Task directions: Please copy each line of the records below that holds the word "Some".

Dataset extract:
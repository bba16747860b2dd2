//! Error types for the Db2 for i adapter.
//!
//! Failures reported by the native driver arrive as [`NativeError`]. They are
//! turned into a [`Db2iError`] in exactly one place, the exception handler
//! around statement execution, which is why there is no `From<NativeError>`
//! conversion here.

use sqlx_core::error::{BoxDynError, DatabaseError, ErrorKind};
use std::borrow::Cow;
use std::error::Error as StdError;
use std::fmt::{Display, Formatter, Result as FmtResult};

/// Which layer of the native stack produced a [`NativeError`].
#[derive(Debug, Clone, Copy, PartialEq, Eq)]
pub enum NativeErrorKind {
    /// The database rejected the request (syntax, constraint, permission).
    Database,
    /// The driver layer failed before or after talking to the database
    /// (parameter binding, buffer sizing, invalid handle use).
    Interface,
}

/// An error returned from the native ODBC driver.
#[derive(Debug, Clone)]
pub struct NativeError {
    pub(crate) kind: NativeErrorKind,
    pub(crate) message: String,
    pub(crate) sqlstate: Option<String>,
}

impl NativeError {
    /// A diagnostic raised by the database itself.
    pub fn database(message: impl Into<String>) -> Self {
        Self::new(NativeErrorKind::Database, message)
    }

    /// A failure raised by the driver layer.
    pub fn interface(message: impl Into<String>) -> Self {
        Self::new(NativeErrorKind::Interface, message)
    }

    fn new(kind: NativeErrorKind, message: impl Into<String>) -> Self {
        let message = message.into().trim().to_string();
        let sqlstate = extract_sqlstate(&message);
        Self {
            kind,
            message,
            sqlstate,
        }
    }

    pub fn kind(&self) -> NativeErrorKind {
        self.kind
    }

    /// Get the SQLSTATE code if available
    pub fn sqlstate(&self) -> Option<&str> {
        self.sqlstate.as_deref()
    }

    pub fn is_database_error(&self) -> bool {
        self.kind == NativeErrorKind::Database
    }
}

impl Display for NativeError {
    fn fmt(&self, f: &mut Formatter<'_>) -> FmtResult {
        write!(f, "{}", self.message)
    }
}

impl StdError for NativeError {}

impl DatabaseError for NativeError {
    fn message(&self) -> &str {
        &self.message
    }

    fn code(&self) -> Option<Cow<'_, str>> {
        self.sqlstate.as_ref().map(|s| Cow::Borrowed(s.as_str()))
    }

    fn as_error(&self) -> &(dyn StdError + Send + Sync + 'static) {
        self
    }

    fn as_error_mut(&mut self) -> &mut (dyn StdError + Send + Sync + 'static) {
        self
    }

    fn into_error(self: Box<Self>) -> BoxDynError {
        self
    }

    fn kind(&self) -> ErrorKind {
        error_kind(self.sqlstate.as_deref())
    }

    fn is_transient_in_connect_phase(&self) -> bool {
        match self.sqlstate.as_deref() {
            Some(s) if s.starts_with("08") => true,
            Some("HYT00") | Some("HYT01") => true,
            _ => false,
        }
    }
}

impl From<odbc_api::Error> for NativeError {
    fn from(error: odbc_api::Error) -> Self {
        match error {
            odbc_api::Error::Diagnostics { .. } => NativeError::database(error.to_string()),
            other => NativeError::interface(other.to_string()),
        }
    }
}

fn error_kind(sqlstate: Option<&str>) -> ErrorKind {
    match sqlstate {
        Some("23505") => ErrorKind::UniqueViolation,
        Some("23503") => ErrorKind::ForeignKeyViolation,
        Some("23514") => ErrorKind::CheckViolation,
        Some("23502") => ErrorKind::NotNullViolation,
        _ => ErrorKind::Other,
    }
}

/// Extract SQLSTATE from a driver message. Drivers format diagnostics as
/// `... [SQLSTATE] ...`, e.g. `State: 42704` or `[42S02]`.
fn extract_sqlstate(msg: &str) -> Option<String> {
    let mut rest = msg;
    while let Some(start) = rest.find('[') {
        let tail = &rest[start + 1..];
        let Some(end) = tail.find(']') else {
            break;
        };
        let state = &tail[..end];
        if state.len() == 5 && state.chars().all(|c| c.is_ascii_alphanumeric()) {
            return Some(state.to_string());
        }
        rest = &tail[end..];
    }

    // odbc-api renders diagnostics as "State: XXXXX, Native error: ..."
    msg.find("State: ").and_then(|pos| {
        let state = msg.get(pos + 7..pos + 12)?;
        state
            .chars()
            .all(|c| c.is_ascii_alphanumeric())
            .then(|| state.to_string())
    })
}

/// Errors surfaced by the adapter to the host engine.
#[derive(Debug, thiserror::Error)]
pub enum Db2iError {
    /// The native handle could not be established. `transient` marks
    /// failures worth retrying later, such as a dropped link or a timeout.
    #[error("connection failed: {message}")]
    Connection { message: String, transient: bool },

    /// The database rejected a statement.
    #[error("database error: {message}")]
    QueryExecution {
        message: String,
        sqlstate: Option<String>,
    },

    /// A non-database failure while executing a statement.
    #[error("runtime error: {message}")]
    InternalExecution { message: String },

    /// Closing a handle during cancellation failed.
    #[error("cancellation failed: {message}")]
    Cancellation { message: String },

    /// Credential or option values could not be accepted.
    #[error("config: {message}")]
    Config { message: String },

    /// No usable connection is available for this worker.
    #[error("invalid connection: {message}")]
    InvalidConnection { message: String },
}

impl Db2iError {
    pub(crate) fn internal(message: impl Into<String>) -> Self {
        Db2iError::InternalExecution {
            message: message.into(),
        }
    }

    pub(crate) fn config(message: impl Into<String>) -> Self {
        Db2iError::Config {
            message: message.into(),
        }
    }

    /// The message carried by this error, without the kind prefix.
    pub fn message(&self) -> &str {
        match self {
            Db2iError::Connection { message, .. }
            | Db2iError::QueryExecution { message, .. }
            | Db2iError::InternalExecution { message }
            | Db2iError::Cancellation { message }
            | Db2iError::Config { message }
            | Db2iError::InvalidConnection { message } => message,
        }
    }

    /// Whether the caller may retry with corrected input.
    pub fn is_retryable(&self) -> bool {
        matches!(self, Db2iError::QueryExecution { .. })
    }

    /// Whether a failed connect may succeed if attempted again later.
    pub fn is_transient(&self) -> bool {
        matches!(self, Db2iError::Connection { transient: true, .. })
    }

    /// The constraint class of a database error, from its SQLSTATE.
    pub fn kind(&self) -> Option<ErrorKind> {
        match self {
            Db2iError::QueryExecution { sqlstate, .. } => Some(error_kind(sqlstate.as_deref())),
            _ => None,
        }
    }
}

pub type Db2iResult<T> = Result<T, Db2iError>;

Solution to this exercise:
            Some(s) if s.starts_with("08") => true,
            Some("HYT00") | Some("HYT01") => true,
        Some("23505") => ErrorKind::UniqueViolation,
        Some("23503") => ErrorKind::ForeignKeyViolation,
        Some("23514") => ErrorKind::CheckViolation,
        Some("23502") => ErrorKind::NotNullViolation,
    while let Some(start) = rest.find('[') {
        let Some(end) = tail.find(']') else {
            return Some(state.to_string());
            Db2iError::QueryExecution { sqlstate, .. } => Some(error_kind(sqlstate.as_deref())),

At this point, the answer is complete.